Aslında bu durum mülkiyet kavramını öğretmek için iyi bir fırsat. Bu gibi durumlarda sağduyuyu elden bırakmadan kardeşinin duyduğu üzüntüyü hissettirmek “Onun yerinde sen olsaydın nasıl bir çözüm isterdin?” gibi açık uçlu sorular yöneltmek farkındalığı artıracaktır.
Eşler arasında yapılabilecek izin alma dramaları, tüm aileyi kapsayan ortak kurallar da etkili olabilir. Evet, konuşur kurallar koyarız ama yerinde yapılan küçük bir hatırlatma daha çok işe yarayacaktır.
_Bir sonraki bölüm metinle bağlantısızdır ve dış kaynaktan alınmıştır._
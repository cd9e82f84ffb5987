//! Local license store with atomic writes.
//!
//! Signed license text is stored under `dirs::data_dir()/<namespace>/`,
//! one file per component, named by the license file convention
//! (`<Name>.<token>.lic`). Writes go to a temp file and are renamed into
//! place.

use crate::component::ComponentInfo;
use crate::LicentiaError;
use std::fs;
use std::path::{Path, PathBuf};
use tracing::debug;

/// Directory of stored license files.
#[derive(Debug, Clone)]
pub struct LicenseStore {
    dir: PathBuf,
}

impl LicenseStore {
    /// Open the store for `namespace` under the platform data directory.
    pub fn new(namespace: &str) -> Result<Self, LicentiaError> {
        if namespace.trim().is_empty() {
            return Err(LicentiaError::ConfigError(
                "Store namespace cannot be empty".to_string(),
            ));
        }
        let base_dir = dirs::data_dir()
            .ok_or_else(|| LicentiaError::StoreIO("Could not find data directory".to_string()))?;
        Self::with_path(base_dir.join(namespace))
    }

    /// Open a store at an explicit directory.
    pub fn with_path(dir: impl Into<PathBuf>) -> Result<Self, LicentiaError> {
        let dir = dir.into();
        fs::create_dir_all(&dir)
            .map_err(|e| LicentiaError::StoreIO(format!("Failed to create store dir: {}", e)))?;
        Ok(Self { dir })
    }

    /// Store directory.
    pub fn dir(&self) -> &Path {
        &self.dir
    }

    fn license_path(&self, component: &ComponentInfo) -> PathBuf {
        self.dir.join(component.license_file_name())
    }

    /// Save signed license text for a component.
    pub fn save(&self, component: &ComponentInfo, signed_license: &str) -> Result<(), LicentiaError> {
        let target_path = self.license_path(component);
        let temp_path = self
            .dir
            .join(format!("{}.tmp", component.license_file_name()));

        fs::write(&temp_path, signed_license)
            .map_err(|e| LicentiaError::StoreIO(format!("Failed to write temp file: {}", e)))?;
        fs::rename(&temp_path, &target_path)
            .map_err(|e| LicentiaError::StoreIO(format!("Failed to rename license file: {}", e)))?;

        debug!(component = %component.id(), path = %target_path.display(), "Stored license");
        Ok(())
    }

    /// Load the stored license text for a component.
    pub fn load(&self, component: &ComponentInfo) -> Result<Option<String>, LicentiaError> {
        let path = self.license_path(component);
        if !path.exists() {
            return Ok(None);
        }
        let text = fs::read_to_string(&path)
            .map_err(|e| LicentiaError::StoreIO(format!("Failed to read license file: {}", e)))?;
        Ok(Some(text))
    }

    /// Delete the stored license for a component.
    pub fn delete(&self, component: &ComponentInfo) -> Result<(), LicentiaError> {
        let path = self.license_path(component);
        if path.exists() {
            fs::remove_file(&path)
                .map_err(|e| LicentiaError::StoreIO(format!("Failed to delete license: {}", e)))?;
        }
        Ok(())
    }

    /// Delete every stored license.
    pub fn clear(&self) -> Result<(), LicentiaError> {
        for entry in fs::read_dir(&self.dir)
            .map_err(|e| LicentiaError::StoreIO(format!("Failed to read store dir: {}", e)))?
        {
            let entry =
                entry.map_err(|e| LicentiaError::StoreIO(format!("Failed to read entry: {}", e)))?;
            let path = entry.path();
            if path.extension().is_some_and(|ext| ext == "lic") {
                fs::remove_file(&path)
                    .map_err(|e| LicentiaError::StoreIO(format!("Failed to delete: {}", e)))?;
            }
        }
        Ok(())
    }
}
Meselâ çocuklarımızla bir kapı kartı tasarlayabiliriz. Hani şu otellerde olanlardan. Klasik bir şekilde olabileceği gibi onların tercihi ile değişebilir de; sevdikleri bir obje ya da hayalî kahraman. Henüz yazmayı bilmiyorlarsa şimdilik destek bizden olsun. Onun ağzından bir cümle ile mesaj tamam. Üretkenliğini ortaya çıkarması adına tasarım da onlardan; kessin, yapıştırsın, boyasın. 3 yaşından itibaren zevk ve istekle katılabilir bu etkinliğe. Hatta kuralımızı yazıyla değil sembolle de belirginleştirebiliriz.
Sınırlarını bilen çocuk, başkalarının sınırlarına da saygılı olacaktır. ‘Benim, bana ait’ dediği gibi, ‘Senin, sana ait’ diyebilen çocukta mülkiyet kavramı gelişir evde ya da ev dışında hak ihlâli yaşanmaz ve ihtiyaç duyduğunda kendi haklarını koruma bilinciyle hareket eder.